Problem requirements
Given the listing that follows, report all lines in which the string "public" occurs.

Start of Supplied material

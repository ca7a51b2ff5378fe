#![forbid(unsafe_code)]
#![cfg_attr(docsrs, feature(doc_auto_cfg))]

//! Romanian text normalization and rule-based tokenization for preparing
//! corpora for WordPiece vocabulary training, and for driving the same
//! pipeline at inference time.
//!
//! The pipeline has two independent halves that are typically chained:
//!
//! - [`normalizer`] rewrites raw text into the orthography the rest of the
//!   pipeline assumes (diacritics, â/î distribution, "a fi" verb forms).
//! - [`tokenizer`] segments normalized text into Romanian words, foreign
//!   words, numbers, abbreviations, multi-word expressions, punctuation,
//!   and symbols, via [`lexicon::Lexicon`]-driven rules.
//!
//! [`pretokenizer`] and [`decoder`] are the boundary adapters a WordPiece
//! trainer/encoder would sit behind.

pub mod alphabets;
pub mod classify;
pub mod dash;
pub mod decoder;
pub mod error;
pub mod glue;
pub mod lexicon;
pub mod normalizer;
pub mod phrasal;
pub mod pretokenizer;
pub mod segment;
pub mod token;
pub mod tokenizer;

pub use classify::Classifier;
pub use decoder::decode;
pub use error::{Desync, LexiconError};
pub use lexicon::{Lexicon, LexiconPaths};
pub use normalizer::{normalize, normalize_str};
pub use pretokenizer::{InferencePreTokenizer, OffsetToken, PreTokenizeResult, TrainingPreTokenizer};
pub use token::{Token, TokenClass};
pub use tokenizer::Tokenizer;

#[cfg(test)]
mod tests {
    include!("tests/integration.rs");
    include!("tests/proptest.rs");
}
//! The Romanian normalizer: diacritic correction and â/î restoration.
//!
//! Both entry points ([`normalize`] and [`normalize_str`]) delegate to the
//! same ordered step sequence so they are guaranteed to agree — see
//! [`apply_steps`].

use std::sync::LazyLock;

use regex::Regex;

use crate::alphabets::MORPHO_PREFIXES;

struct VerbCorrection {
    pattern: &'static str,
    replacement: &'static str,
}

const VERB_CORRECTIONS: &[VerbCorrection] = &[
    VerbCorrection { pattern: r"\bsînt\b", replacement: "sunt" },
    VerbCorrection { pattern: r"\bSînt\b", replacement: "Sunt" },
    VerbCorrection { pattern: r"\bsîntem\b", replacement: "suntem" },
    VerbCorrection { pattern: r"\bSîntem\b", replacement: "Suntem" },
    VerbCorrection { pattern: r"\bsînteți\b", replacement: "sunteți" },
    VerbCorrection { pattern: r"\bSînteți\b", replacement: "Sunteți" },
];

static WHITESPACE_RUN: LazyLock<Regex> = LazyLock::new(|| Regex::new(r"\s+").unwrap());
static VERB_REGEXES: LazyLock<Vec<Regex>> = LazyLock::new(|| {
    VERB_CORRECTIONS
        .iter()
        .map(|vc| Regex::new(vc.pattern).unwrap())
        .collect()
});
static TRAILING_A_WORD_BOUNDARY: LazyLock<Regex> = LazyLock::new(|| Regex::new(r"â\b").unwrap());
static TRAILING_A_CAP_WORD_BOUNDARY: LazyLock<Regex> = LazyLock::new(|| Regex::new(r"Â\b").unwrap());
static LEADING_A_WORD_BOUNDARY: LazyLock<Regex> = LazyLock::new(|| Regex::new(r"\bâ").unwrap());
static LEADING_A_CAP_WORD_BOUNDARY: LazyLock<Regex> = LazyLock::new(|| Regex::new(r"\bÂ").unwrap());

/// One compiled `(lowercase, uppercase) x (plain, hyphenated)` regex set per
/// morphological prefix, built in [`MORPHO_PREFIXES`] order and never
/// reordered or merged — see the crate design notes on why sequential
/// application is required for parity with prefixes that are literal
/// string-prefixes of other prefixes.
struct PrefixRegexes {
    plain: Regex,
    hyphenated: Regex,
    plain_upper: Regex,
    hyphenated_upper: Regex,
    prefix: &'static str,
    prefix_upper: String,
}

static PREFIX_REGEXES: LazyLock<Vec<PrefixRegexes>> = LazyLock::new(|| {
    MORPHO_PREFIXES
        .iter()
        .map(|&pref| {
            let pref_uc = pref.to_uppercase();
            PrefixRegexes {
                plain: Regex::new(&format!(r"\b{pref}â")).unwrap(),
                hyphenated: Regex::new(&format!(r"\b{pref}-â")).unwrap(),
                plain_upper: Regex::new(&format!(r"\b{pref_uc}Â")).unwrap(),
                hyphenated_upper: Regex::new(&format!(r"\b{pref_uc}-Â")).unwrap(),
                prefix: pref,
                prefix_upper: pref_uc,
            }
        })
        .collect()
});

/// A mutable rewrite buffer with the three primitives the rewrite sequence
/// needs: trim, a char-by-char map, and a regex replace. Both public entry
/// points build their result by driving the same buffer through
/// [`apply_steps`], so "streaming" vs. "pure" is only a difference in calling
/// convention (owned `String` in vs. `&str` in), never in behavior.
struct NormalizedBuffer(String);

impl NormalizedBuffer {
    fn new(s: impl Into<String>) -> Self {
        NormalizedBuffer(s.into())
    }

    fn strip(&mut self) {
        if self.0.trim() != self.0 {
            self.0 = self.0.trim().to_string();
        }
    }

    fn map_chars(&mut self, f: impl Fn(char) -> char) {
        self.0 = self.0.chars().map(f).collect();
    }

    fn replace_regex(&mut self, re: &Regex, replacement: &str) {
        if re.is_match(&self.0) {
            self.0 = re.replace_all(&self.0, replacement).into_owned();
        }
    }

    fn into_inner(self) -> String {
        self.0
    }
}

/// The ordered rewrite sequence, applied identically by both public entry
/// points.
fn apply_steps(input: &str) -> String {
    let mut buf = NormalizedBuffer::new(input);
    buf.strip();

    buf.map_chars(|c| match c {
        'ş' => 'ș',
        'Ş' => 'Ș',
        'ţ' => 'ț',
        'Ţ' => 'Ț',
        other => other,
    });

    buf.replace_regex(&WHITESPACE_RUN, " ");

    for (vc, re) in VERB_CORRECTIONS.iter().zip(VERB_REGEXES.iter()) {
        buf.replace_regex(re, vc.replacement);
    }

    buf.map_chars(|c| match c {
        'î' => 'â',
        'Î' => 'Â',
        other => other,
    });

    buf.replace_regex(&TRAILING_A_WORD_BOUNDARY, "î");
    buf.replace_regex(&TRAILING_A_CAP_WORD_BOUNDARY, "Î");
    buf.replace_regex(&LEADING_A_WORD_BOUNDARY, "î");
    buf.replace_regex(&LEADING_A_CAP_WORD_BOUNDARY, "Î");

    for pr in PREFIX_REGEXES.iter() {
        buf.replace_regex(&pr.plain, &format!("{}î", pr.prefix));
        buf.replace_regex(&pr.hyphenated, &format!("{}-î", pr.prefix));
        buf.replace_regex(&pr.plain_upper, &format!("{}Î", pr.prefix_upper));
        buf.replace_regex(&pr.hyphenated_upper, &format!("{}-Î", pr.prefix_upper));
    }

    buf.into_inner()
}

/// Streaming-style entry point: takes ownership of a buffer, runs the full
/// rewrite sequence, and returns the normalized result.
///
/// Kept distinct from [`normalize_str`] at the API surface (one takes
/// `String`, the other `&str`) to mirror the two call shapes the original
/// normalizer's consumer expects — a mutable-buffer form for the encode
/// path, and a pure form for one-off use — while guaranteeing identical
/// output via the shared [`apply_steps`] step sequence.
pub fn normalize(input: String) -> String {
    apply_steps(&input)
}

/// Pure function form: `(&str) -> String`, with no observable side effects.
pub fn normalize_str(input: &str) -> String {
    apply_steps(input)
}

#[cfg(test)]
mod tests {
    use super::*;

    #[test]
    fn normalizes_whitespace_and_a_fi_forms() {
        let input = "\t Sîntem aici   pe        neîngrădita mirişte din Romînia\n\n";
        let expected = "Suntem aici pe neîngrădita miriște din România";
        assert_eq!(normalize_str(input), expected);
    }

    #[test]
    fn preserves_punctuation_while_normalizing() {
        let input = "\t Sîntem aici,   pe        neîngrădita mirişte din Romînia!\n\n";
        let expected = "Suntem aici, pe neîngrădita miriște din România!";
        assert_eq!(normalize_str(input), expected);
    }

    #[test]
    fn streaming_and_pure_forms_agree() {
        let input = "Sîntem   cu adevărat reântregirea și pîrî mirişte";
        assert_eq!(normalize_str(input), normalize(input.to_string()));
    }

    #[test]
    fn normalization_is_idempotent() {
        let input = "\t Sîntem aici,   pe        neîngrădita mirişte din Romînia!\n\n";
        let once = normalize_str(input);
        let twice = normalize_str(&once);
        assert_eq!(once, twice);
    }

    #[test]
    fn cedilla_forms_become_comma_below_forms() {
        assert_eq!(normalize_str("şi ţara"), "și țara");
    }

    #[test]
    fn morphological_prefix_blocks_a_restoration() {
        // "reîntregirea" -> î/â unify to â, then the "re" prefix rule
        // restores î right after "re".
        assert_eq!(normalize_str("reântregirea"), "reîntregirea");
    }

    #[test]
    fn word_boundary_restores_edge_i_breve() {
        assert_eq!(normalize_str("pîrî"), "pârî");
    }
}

End of Supplied material
Start of Supplied material

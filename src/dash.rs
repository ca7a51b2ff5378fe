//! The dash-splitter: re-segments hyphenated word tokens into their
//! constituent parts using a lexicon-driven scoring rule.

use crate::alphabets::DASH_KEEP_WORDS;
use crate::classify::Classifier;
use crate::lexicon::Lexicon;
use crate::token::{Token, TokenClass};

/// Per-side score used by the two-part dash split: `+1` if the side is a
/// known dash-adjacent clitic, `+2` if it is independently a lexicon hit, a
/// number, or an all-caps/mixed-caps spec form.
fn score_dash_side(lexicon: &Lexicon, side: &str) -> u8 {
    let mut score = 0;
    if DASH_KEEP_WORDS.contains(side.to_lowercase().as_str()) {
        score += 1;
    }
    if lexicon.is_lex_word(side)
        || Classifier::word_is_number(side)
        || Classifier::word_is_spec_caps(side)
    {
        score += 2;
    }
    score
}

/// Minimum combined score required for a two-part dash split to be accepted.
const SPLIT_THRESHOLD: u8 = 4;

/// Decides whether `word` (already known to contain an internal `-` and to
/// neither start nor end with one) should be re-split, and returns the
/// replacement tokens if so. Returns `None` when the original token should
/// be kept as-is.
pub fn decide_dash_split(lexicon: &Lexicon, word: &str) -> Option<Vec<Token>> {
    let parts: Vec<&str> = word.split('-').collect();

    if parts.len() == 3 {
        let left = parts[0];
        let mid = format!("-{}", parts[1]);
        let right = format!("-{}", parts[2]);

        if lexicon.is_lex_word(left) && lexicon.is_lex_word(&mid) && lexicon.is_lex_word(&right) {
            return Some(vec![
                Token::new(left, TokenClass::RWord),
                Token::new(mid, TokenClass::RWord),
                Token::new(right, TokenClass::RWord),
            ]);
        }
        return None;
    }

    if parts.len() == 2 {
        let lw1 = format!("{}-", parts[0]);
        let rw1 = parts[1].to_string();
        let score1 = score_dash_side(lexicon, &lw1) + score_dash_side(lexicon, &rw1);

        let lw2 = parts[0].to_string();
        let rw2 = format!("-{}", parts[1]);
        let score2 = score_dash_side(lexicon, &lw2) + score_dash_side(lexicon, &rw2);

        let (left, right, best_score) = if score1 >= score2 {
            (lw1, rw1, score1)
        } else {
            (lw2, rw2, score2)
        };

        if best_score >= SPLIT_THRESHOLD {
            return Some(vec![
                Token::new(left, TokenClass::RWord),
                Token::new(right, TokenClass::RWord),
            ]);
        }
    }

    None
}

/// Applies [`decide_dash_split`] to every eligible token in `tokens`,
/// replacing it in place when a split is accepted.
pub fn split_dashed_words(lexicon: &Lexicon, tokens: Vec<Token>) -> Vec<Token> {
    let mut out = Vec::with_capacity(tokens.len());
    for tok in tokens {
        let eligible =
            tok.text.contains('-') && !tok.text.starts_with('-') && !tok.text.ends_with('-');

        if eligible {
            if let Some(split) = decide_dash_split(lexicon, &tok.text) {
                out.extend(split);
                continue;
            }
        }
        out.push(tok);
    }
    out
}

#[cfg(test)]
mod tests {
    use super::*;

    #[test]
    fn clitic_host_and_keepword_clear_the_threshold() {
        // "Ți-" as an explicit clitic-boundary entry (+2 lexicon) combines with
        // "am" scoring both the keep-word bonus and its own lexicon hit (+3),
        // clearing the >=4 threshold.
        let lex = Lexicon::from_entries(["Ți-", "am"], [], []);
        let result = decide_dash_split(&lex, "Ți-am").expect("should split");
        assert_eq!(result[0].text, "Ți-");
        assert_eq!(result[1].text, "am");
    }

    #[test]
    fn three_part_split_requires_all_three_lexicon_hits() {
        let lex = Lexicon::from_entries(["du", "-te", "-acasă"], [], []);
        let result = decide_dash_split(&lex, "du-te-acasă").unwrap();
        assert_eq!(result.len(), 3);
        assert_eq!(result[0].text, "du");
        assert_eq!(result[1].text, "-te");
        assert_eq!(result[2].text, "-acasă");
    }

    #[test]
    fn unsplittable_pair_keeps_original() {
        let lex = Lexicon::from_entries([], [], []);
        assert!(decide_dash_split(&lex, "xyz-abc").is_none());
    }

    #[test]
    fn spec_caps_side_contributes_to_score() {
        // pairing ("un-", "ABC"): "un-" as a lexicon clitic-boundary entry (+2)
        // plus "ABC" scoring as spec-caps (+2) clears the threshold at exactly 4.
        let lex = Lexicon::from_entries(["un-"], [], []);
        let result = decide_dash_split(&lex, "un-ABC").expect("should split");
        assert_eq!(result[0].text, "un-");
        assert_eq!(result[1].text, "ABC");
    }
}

End of Supplied material

Your solution
/// needs: trim, a char-by-char map, and a regex replace. Both public entry
/// The ordered rewrite sequence, applied identically by both public entry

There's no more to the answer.